◆ ASSIGNMENT: Only the number is needed: how many lines in the entries below contain the string "NotInState"?

SUPPLIED DATA: Begin

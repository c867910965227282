//! Local state file.
//!
//! One JSON document mapping a user-chosen name to the resource's kind,
//! remote identity, and last known attributes.

use std::collections::BTreeMap;
use std::path::Path;

use serde::{Deserialize, Serialize};
use tracing::debug;

use crucible_core::{AttributeMap, Attributes, CoreError, ResourceData, ResourceKind};

use crate::error::CliError;

#[derive(Debug, Default, Serialize, Deserialize)]
pub struct StateFile {
    #[serde(default)]
    pub resources: BTreeMap<String, StateEntry>,
}

#[derive(Debug, Clone, Serialize, Deserialize)]
pub struct StateEntry {
    pub kind: ResourceKind,
    #[serde(default, skip_serializing_if = "Option::is_none")]
    pub id: Option<String>,
    #[serde(default)]
    pub attributes: AttributeMap,
}

impl StateEntry {
    pub fn new(kind: ResourceKind) -> Self {
        Self {
            kind,
            id: None,
            attributes: AttributeMap::new(),
        }
    }

    /// Typed view of this entry.
    pub fn data<T: Attributes>(&self) -> Result<ResourceData<T>, CoreError> {
        Ok(ResourceData {
            id: self.id.clone(),
            state: T::from_attributes(&self.attributes)?,
        })
    }

    /// Copy back whatever an operation left in `data`, success or not.
    pub fn record<T: Attributes>(&mut self, data: &ResourceData<T>) {
        self.id.clone_from(&data.id);
        self.attributes = data.state.to_attributes();
    }
}

impl StateFile {
    /// Read the state file. A missing file is an empty state.
    pub fn load(path: &Path) -> Result<Self, CliError> {
        match std::fs::read_to_string(path) {
            Ok(raw) => Ok(serde_json::from_str(&raw)?),
            Err(e) if e.kind() == std::io::ErrorKind::NotFound => {
                debug!(path = %path.display(), "no state file yet");
                Ok(Self::default())
            }
            Err(e) => Err(e.into()),
        }
    }

    /// Write via a sibling temp file so a crash never truncates state.
    pub fn save(&self, path: &Path) -> Result<(), CliError> {
        let raw = serde_json::to_string_pretty(self)?;
        let tmp = path.with_extension("json.tmp");
        std::fs::write(&tmp, raw)?;
        std::fs::rename(&tmp, path)?;
        debug!(path = %path.display(), entries = self.resources.len(), "state saved");
        Ok(())
    }

    pub fn get(&self, name: &str) -> Result<&StateEntry, CliError> {
        self.resources.get(name).ok_or_else(|| CliError::NotInState {
            name: name.to_owned(),
        })
    }

    pub fn get_mut(&mut self, name: &str) -> Result<&mut StateEntry, CliError> {
        self.resources
            .get_mut(name)
            .ok_or_else(|| CliError::NotInState {
                name: name.to_owned(),
            })
    }
}

#[cfg(test)]
mod tests {
    #![allow(clippy::unwrap_used)]

    use super::*;

    #[test]
    fn missing_file_is_empty_state() {
        let dir = tempfile::tempdir().unwrap();
        let state = StateFile::load(&dir.path().join("absent.json")).unwrap();
        assert!(state.resources.is_empty());
    }

    #[test]
    fn entry_without_id_omits_the_key() {
        let dir = tempfile::tempdir().unwrap();
        let path = dir.path().join("state.json");
        let mut state = StateFile::default();
        state
            .resources
            .insert("pool".into(), StateEntry::new(ResourceKind::Vlan));
        state.save(&path).unwrap();

        let raw = std::fs::read_to_string(&path).unwrap();
        assert!(raw.contains("\"kind\": \"vlan\""));
        assert!(!raw.contains("\"id\""));

        let loaded = StateFile::load(&path).unwrap();
        assert_eq!(loaded.get("pool").unwrap().kind, ResourceKind::Vlan);
        assert!(matches!(
            loaded.get("other"),
            Err(CliError::NotInState { .. })
        ));
    }
}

SUPPLIED DATA: End

◆ WRITTEN SOLUTION: 3